- Activity
Write the entries out exactly, with the final line being the one containing "(default: text-bison-001, models/text-bison-001)".

[Stored items]
+===+

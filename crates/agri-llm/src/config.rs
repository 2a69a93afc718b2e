//! Configuration for the assistant router

use crate::endpoint::{DEFAULT_API_BASE, DEFAULT_API_VERSIONS, DEFAULT_MODELS};
use crate::{LlmError, Result};
use std::time::Duration;

const DEFAULT_TEMPERATURE: f64 = 0.2;
const DEFAULT_MAX_OUTPUT_TOKENS: u32 = 512;
const DEFAULT_TIMEOUT_SECS: u64 = 30;

/// Configuration for the assistant router
///
/// Passed explicitly to [`crate::AssistantRouter`]; the only environment
/// lookup happens in [`AssistantConfig::from_env`].
#[derive(Debug, Clone)]
pub struct AssistantConfig {
    /// Credential for the generation API
    ///
    /// A key starting with `AIza` is sent as the `key` query parameter,
    /// anything else as a bearer token. `None` disables remote calls.
    pub api_key: Option<String>,

    /// Base URL of the generation API (default: "https://generativelanguage.googleapis.com")
    pub api_base: String,

    /// API versions to try, outer loop (default: v1beta2, v1)
    pub api_versions: Vec<String>,

    /// Model names to try, inner loop (default: text-bison-001, models/text-bison-001)
    pub models: Vec<String>,

    /// Sampling temperature (default: 0.2)
    pub temperature: f64,

    /// Maximum tokens to generate (default: 512)
    pub max_output_tokens: u32,

    /// Per-request timeout (default: 30s)
    pub timeout: Duration,
}

impl Default for AssistantConfig {
    fn default() -> Self {
        Self {
            api_key: None,
            api_base: DEFAULT_API_BASE.to_string(),
            api_versions: DEFAULT_API_VERSIONS.iter().map(ToString::to_string).collect(),
            models: DEFAULT_MODELS.iter().map(ToString::to_string).collect(),
            temperature: DEFAULT_TEMPERATURE,
            max_output_tokens: DEFAULT_MAX_OUTPUT_TOKENS,
            timeout: Duration::from_secs(DEFAULT_TIMEOUT_SECS),
        }
    }
}

impl AssistantConfig {
    /// Create a config with the given credential and default settings
    pub fn new(api_key: impl Into<String>) -> Self {
        Self {
            api_key: normalize_key(Some(api_key.into())),
            ..Self::default()
        }
    }

    /// Create a new configuration builder
    pub fn builder() -> AssistantConfigBuilder {
        AssistantConfigBuilder::default()
    }

    /// Create config from environment variables
    ///
    /// Reads the credential from `GEMINI_API_KEY` and optionally the base URL
    /// from `GEMINI_API_BASE`. A missing or blank key is not an error: the
    /// router then answers with the not-configured message.
    pub fn from_env() -> Self {
        let mut config = Self {
            api_key: normalize_key(std::env::var("GEMINI_API_KEY").ok()),
            ..Self::default()
        };
        if let Ok(api_base) = std::env::var("GEMINI_API_BASE") {
            config.api_base = api_base;
        }
        config
    }

    /// Whether a credential is present
    pub fn has_credential(&self) -> bool {
        self.api_key.is_some()
    }

    /// Validate the configuration
    pub fn validate(&self) -> Result<()> {
        if self.api_base.trim().is_empty() {
            return Err(LlmError::ConfigurationError(
                "api_base must not be empty".to_string(),
            ));
        }

        if !(0.0..=1.0).contains(&self.temperature) {
            return Err(LlmError::ConfigurationError(format!(
                "temperature must be within 0.0..=1.0, got {}",
                self.temperature
            )));
        }

        if self.max_output_tokens == 0 {
            return Err(LlmError::ConfigurationError(
                "max_output_tokens must be greater than 0".to_string(),
            ));
        }

        Ok(())
    }
}

/// Blank keys count as absent; anything else is kept verbatim
fn normalize_key(key: Option<String>) -> Option<String> {
    key.filter(|k| !k.trim().is_empty())
}

/// Builder for AssistantConfig
#[derive(Debug, Default)]
pub struct AssistantConfigBuilder {
    api_key: Option<String>,
    api_base: Option<String>,
    api_versions: Option<Vec<String>>,
    models: Option<Vec<String>>,
    temperature: Option<f64>,
    max_output_tokens: Option<u32>,
    timeout: Option<Duration>,
}

impl AssistantConfigBuilder {
    /// Set the API credential
    pub fn api_key(mut self, key: impl Into<String>) -> Self {
        self.api_key = Some(key.into());
        self
    }

    /// Set the API base URL
    pub fn api_base(mut self, api_base: impl Into<String>) -> Self {
        self.api_base = Some(api_base.into());
        self
    }

    /// Set the API versions to try, in priority order
    pub fn api_versions<I, S>(mut self, versions: I) -> Self
    where
        I: IntoIterator<Item = S>,
        S: Into<String>,
    {
        self.api_versions = Some(versions.into_iter().map(Into::into).collect());
        self
    }

    /// Set the model names to try, in priority order
    pub fn models<I, S>(mut self, models: I) -> Self
    where
        I: IntoIterator<Item = S>,
        S: Into<String>,
    {
        self.models = Some(models.into_iter().map(Into::into).collect());
        self
    }

    /// Set the sampling temperature
    pub fn temperature(mut self, temperature: f64) -> Self {
        self.temperature = Some(temperature);
        self
    }

    /// Set the maximum number of output tokens
    pub fn max_output_tokens(mut self, tokens: u32) -> Self {
        self.max_output_tokens = Some(tokens);
        self
    }

    /// Set the per-request timeout
    pub fn timeout(mut self, timeout: Duration) -> Self {
        self.timeout = Some(timeout);
        self
    }

    /// Build the configuration
    pub fn build(self) -> Result<AssistantConfig> {
        let defaults = AssistantConfig::default();

        let config = AssistantConfig {
            api_key: normalize_key(self.api_key),
            api_base: self.api_base.unwrap_or(defaults.api_base),
            api_versions: self.api_versions.unwrap_or(defaults.api_versions),
            models: self.models.unwrap_or(defaults.models),
            temperature: self.temperature.unwrap_or(defaults.temperature),
            max_output_tokens: self.max_output_tokens.unwrap_or(defaults.max_output_tokens),
            timeout: self.timeout.unwrap_or(defaults.timeout),
        };

        config.validate()?;
        Ok(config)
    }
}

+===+

- Exercise response
filename crates/agri-llm/src/config.rs
repository 2a69a93afc718b2e
//! Configuration for the assistant router

use crate::endpoint::{DEFAULT_API_BASE, DEFAULT_API_VERSIONS, DEFAULT_MODELS};
use crate::{LlmError, Result};
use std::time::Duration;

const DEFAULT_TEMPERATURE: f64 = 0.2;
const DEFAULT_MAX_OUTPUT_TOKENS: u32 = 512;
const DEFAULT_TIMEOUT_SECS: u64 = 30;

/// Configuration for the assistant router
///
/// Passed explicitly to [`crate::AssistantRouter`]; the only environment
/// lookup happens in [`AssistantConfig::from_env`].
#[derive(Debug, Clone)]
pub struct AssistantConfig {
    /// Credential for the generation API
    ///
    /// A key starting with `AIza` is sent as the `key` query parameter,
    /// anything else as a bearer token. `None` disables remote calls.
    pub api_key: Option<String>,

    /// Base URL of the generation API (default: "https://generativelanguage.googleapis.com")
    pub api_base: String,

    /// API versions to try, outer loop (default: v1beta2, v1)
    pub api_versions: Vec<String>,

    /// Model names to try, inner loop (default: text-bison-001, models/text-bison-001)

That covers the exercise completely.